The Congress used this opportunity to bash Modi’s government and opposition on Pakistan’s side is blaming Imran Khan for making Pakistan look too eager for dialogue. This is the kind of behavior that has researchers on South Asia saying that India-Pakistan rivalry is likely to endure for several more decades.
However, the international community  should take  cognizance of this Indian belligerency. The paradigm shift in Pakistan’s foreign policy is for all to see. In spite of malicious propaganda, Pakistan has exercised restraint and has kept the option of talks open. Pakistan’s foreign policy thrust is now driven by connectivity because of its commitment to CPEC. Pakistan is actively looking for functional relations with all its neighbors including India. Pakistan is also aware of Chinese desire to make India part of CPEC. India is the only country in South Asia that is not a part of the corridor. Now that Saudi Arabia has also become an investment partner in CPEC, its thrust is more powerful and sustainability is assured. Pakistan is ready and inclined towards high level strategic accommodation with India to improve the relations. 

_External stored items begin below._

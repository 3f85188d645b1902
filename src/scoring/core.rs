// Copyright 2025-present Harīṣh Tummalachērla
// SPDX-License-Identifier: Apache-2.0

//! Score accumulation.
//!
//! # Constants
//!
//! | Token length | Weight |
//! |--------------|--------|
//! | ≤ 4          | 1      |
//! | > 4          | 2      |
//!
//! A document's score is the sum of weights over every query token whose
//! posting list contains it. Query tokens are not deduplicated: typing a
//! word twice counts it twice.

use std::collections::HashMap;

use crate::types::InvertedIndex;

/// Tokens longer than this many characters get `LONG_TOKEN_WEIGHT`.
pub const LONG_TOKEN_THRESHOLD: usize = 4;

pub const SHORT_TOKEN_WEIGHT: u32 = 1;

pub const LONG_TOKEN_WEIGHT: u32 = 2;

/// Weight a single matching token contributes.
#[inline]
pub fn token_weight(token: &str) -> u32 {
    if token.len() > LONG_TOKEN_THRESHOLD {
        LONG_TOKEN_WEIGHT
    } else {
        SHORT_TOKEN_WEIGHT
    }
}

/// Accumulate scores per document position.
///
/// Documents with no matching token are absent from the map rather than
/// present with zero.
pub fn accumulate_scores(index: &InvertedIndex, tokens: &[String]) -> HashMap<usize, u32> {
    let mut scores: HashMap<usize, u32> = HashMap::new();
    for token in tokens {
        let Some(postings) = index.get(token) else {
            continue;
        };
        let weight = token_weight(token);
        for &position in postings {
            *scores.entry(position as usize).or_insert(0) += weight;
        }
    }
    scores
}
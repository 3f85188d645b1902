//! Ranking order tests.

use sitedex::search::DEFAULT_RESULT_LIMIT;
use sitedex::types::{DocKind, RankedResult};

use crate::common::{engine_for, make_dated_document, make_document};

#[test]
fn test_edge_router_scenario() {
    let mut doc = make_document("Edge Router", DocKind::Project);
    doc.tags = vec!["networking".to_string()];
    let engine = engine_for(vec![doc]);

    assert_eq!(engine.index()["edge"], vec![0]);
    assert_eq!(engine.index()["router"], vec![0]);
    assert_eq!(engine.index()["networking"], vec![0]);

    let results = engine.search("edge", DEFAULT_RESULT_LIMIT);
    assert_eq!(results.len(), 1);
    assert_eq!(engine.item(results[0].position).unwrap().title, "Edge Router");
}

#[test]
fn test_long_token_breaks_short_token_tie() {
    // "mesh" (4 chars) is in both; "overlay" (7 chars) only in B
    let a = make_document("Mesh basics", DocKind::LabNote);
    let b = make_document("Mesh overlay", DocKind::LabNote);
    let engine = engine_for(vec![a, b]);

    let results = engine.search("mesh overlay", DEFAULT_RESULT_LIMIT);
    assert_eq!(
        results,
        vec![
            RankedResult { position: 1, score: 3 },
            RankedResult { position: 0, score: 1 },
        ]
    );
}

#[test]
fn test_score_outranks_date() {
    let new_weak = make_dated_document("Router", DocKind::Project, "2024-01-01");
    let mut old_strong = make_dated_document("Router router build", DocKind::Project, "2020-01-01");
    old_strong.tags = vec!["firmware".to_string()];
    let engine = engine_for(vec![new_weak, old_strong]);

    let results = engine.search("router firmware", DEFAULT_RESULT_LIMIT);
    assert_eq!(results[0].position, 1);
    assert_eq!(results[0].score, 4);
}

#[test]
fn test_date_tie_break() {
    let engine = engine_for(vec![
        make_dated_document("Shared unparseable", DocKind::LabNote, "yesterday"),
        make_dated_document("Shared older", DocKind::LabNote, "2023-01-01"),
        make_document("Shared undated", DocKind::LabNote),
        make_dated_document("Shared newer", DocKind::LabNote, "2024-01-01"),
    ]);

    let titles: Vec<&str> = engine
        .search_items("shared", DEFAULT_RESULT_LIMIT)
        .iter()
        .map(|item| item.title.as_str())
        .collect();
    // Undated and unparseable both sort as the epoch, then by position
    assert_eq!(
        titles,
        vec!["Shared newer", "Shared older", "Shared unparseable", "Shared undated"]
    );
}

#[test]
fn test_repeated_query_tokens_count_twice() {
    let engine = engine_for(vec![make_document("Kernel", DocKind::Project)]);
    assert_eq!(engine.search("kernel", 20)[0].score, 2);
    assert_eq!(engine.search("kernel kernel", 20)[0].score, 4);
}

#[test]
fn test_query_is_tokenized_like_the_index() {
    let engine = engine_for(vec![make_document("k3s-on-arm", DocKind::Project)]);
    assert_eq!(engine.search("K3S!", 20).len(), 1);
    assert_eq!(engine.search("on_arm", 20).len(), 1);
}

#[test]
fn test_punctuation_only_query() {
    let engine = engine_for(vec![make_document("Edge Router", DocKind::Project)]);
    assert!(engine.search("??", DEFAULT_RESULT_LIMIT).is_empty());
    assert!(engine.search("-- !! ..", DEFAULT_RESULT_LIMIT).is_empty());
}

#[test]
fn test_unknown_token_matches_nothing() {
    let engine = engine_for(vec![make_document("Edge Router", DocKind::Project)]);
    assert!(engine.search("zebra", DEFAULT_RESULT_LIMIT).is_empty());
}

#[test]
fn test_result_cap() {
    let docs = (0..50)
        .map(|i| make_document(&format!("Runbook {}", i), DocKind::LabNote))
        .collect();
    let engine = engine_for(docs);
    assert_eq!(engine.rank("runbook").len(), 50);
    assert_eq!(engine.search("runbook", DEFAULT_RESULT_LIMIT).len(), 20);
    assert_eq!(engine.search("runbook", 5).len(), 5);
    assert!(engine.search("runbook", 0).is_empty());
}

#[test]
fn test_kind_token_filters() {
    let engine = engine_for(vec![
        make_document("Alpha", DocKind::Project),
        make_document("Beta", DocKind::LabNote),
        make_document("Gamma", DocKind::LabNote),
    ]);
    let positions: Vec<usize> = engine.search("note", 20).iter().map(|r| r.position).collect();
    assert_eq!(positions, vec![1, 2]);
    // "lab" is not indexed, so the split form still finds only notes
    let positions: Vec<usize> = engine.search("lab-note", 20).iter().map(|r| r.position).collect();
    assert_eq!(positions, vec![1, 2]);
    let positions: Vec<usize> = engine.search("project", 20).iter().map(|r| r.position).collect();
    assert_eq!(positions, vec![0]);
}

But more importantly, Pakistan-India relations are not a bilateral issue, besides Kashmir they are intrinsically linked to peace in Afghanistan. The Indian Chief’s reference of inflicting pain on Pakistan is an extremely loaded comment. It’s almost an admission of India using strategic space it has gained in Afghanistan against Pakistan. Threats and intimidation tactics are extremely counterproductive for regional peace and peace in Afghanistan itself.

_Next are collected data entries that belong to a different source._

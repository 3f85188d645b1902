//! Tests for loading entry files.

use sitedex::build::{load_collection, load_entry, NoteEntry, ProjectEntry};
use sitedex::error::BuildDocumentError;

use crate::common::fixture;

#[test]
fn test_load_project_entry() {
    let entry: ProjectEntry = load_entry(&fixture("valid"), "projects/edge-router.json").unwrap();
    assert_eq!(entry.title.as_deref(), Some("Edge Router"));
    assert_eq!(entry.tags, vec!["networking", "homelab"]);
    assert_eq!(entry.origin.entry_slug, "edge-router");
    assert_eq!(entry.origin.source_name, "projects/edge-router.json");
}

#[test]
fn test_load_note_entry() {
    let entry: NoteEntry = load_entry(&fixture("valid"), "notes/wireguard-mesh.json").unwrap();
    assert_eq!(entry.pub_date.as_deref(), Some("2024-05-02"));
    assert_eq!(entry.origin.entry_slug, "wireguard-mesh");
}

#[test]
fn test_load_missing_file() {
    let result: Result<ProjectEntry, _> = load_entry(&fixture("partial"), "projects/missing.json");
    assert!(matches!(result, Err(BuildDocumentError::Read { .. })));
}

#[test]
fn test_load_malformed_json() {
    let result: Result<ProjectEntry, _> = load_entry(&fixture("partial"), "projects/broken.json");
    let err = result.unwrap_err();
    assert!(matches!(err, BuildDocumentError::Parse { .. }));
    assert!(err.to_string().contains("broken.json"));
}

#[test]
fn test_load_collection_preserves_order() {
    let files = vec![
        "projects/home-lab.json".to_string(),
        "projects/edge-router.json".to_string(),
    ];
    let loaded = load_collection::<ProjectEntry>(&fixture("valid"), &files);
    let titles: Vec<_> = loaded
        .iter()
        .map(|e| e.as_ref().unwrap().title.clone().unwrap())
        .collect();
    assert_eq!(titles, vec!["Home Lab Cluster", "Edge Router"]);
}

#[test]
fn test_load_collection_keeps_failures_in_place() {
    let manifest = sitedex::build::read_manifest(&fixture("partial")).unwrap();
    let loaded = load_collection::<ProjectEntry>(&fixture("partial"), &manifest.projects);
    assert_eq!(loaded.len(), 4);
    assert!(loaded[0].is_ok());
    // untitled.json parses; the missing title is caught at normalization
    assert!(loaded[1].is_ok());
    assert!(matches!(loaded[2], Err(BuildDocumentError::Parse { .. })));
    assert!(matches!(loaded[3], Err(BuildDocumentError::Read { .. })));
}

A smooth Pak-Afghan relationship is also linked to normalization of relations with New Delhi. The Indian belligerence on Western front, its support to non-state actors in Balochistan and Afghanistan are impediments to Afghan peace process. Afghanistan is hostage to India-Pakistan rivalry due to India. Journalist and author Steve Coll, whose latest book Directorate S: The CIA and America’s Secret Wars in Afghanistan and Pakistan, offers a detailed behind-the-scene look at the protracted Afghan conflict, claims that there has been a proxy war developing between India and Pakistan in recent years.
“Both sides are trying to use the same proxy violence strategies against one another,” Coll claimed. “It only reinforces the belief among Pakistani high command they need pursue on their border region as a kind of forward defense against what they perceive to be long-term Indian intentions.” Ashley Tellis, senior fellow at Carnegie Endowment for International Peace said, “Afghanistan has become the arena where that struggle for influence is being manifested most clearly.”
The international community has to do more than just comment on these developments. The lack of reciprocity from the Indian side for initiation of a dialogue process itself, the politics of threatening Pakistan, and using its influence in western capitals to constantly pressurize Pakistan are the contributing factors in making peace elusive in Afghanistan. 
Further on, the post-truth politics of India is acquiring a dangerous dimension, the whole drama of surgical strikes enacted two years ago on September 29, 2016, whose validity was questioned by Indian lawmakers themselves, but was celebrated in the universities and colleges across India, as “Surgical Strike Day” on the instructions of the Indian government. Narendra Modi’s government chooses to celebrate a lie and marks it as a highlight of its muscular policy towards Pakistan, further convincing that India cannot be serious about any peace initiative to begin with. It’s an unfortunate state of affairs and a sad commentary on the prospects of peace, prosperity and progress in South Asia.


The writer is the Associate Dean and an Associate Professor, Social Sciences and Liberal Arts at IBA, Karachi.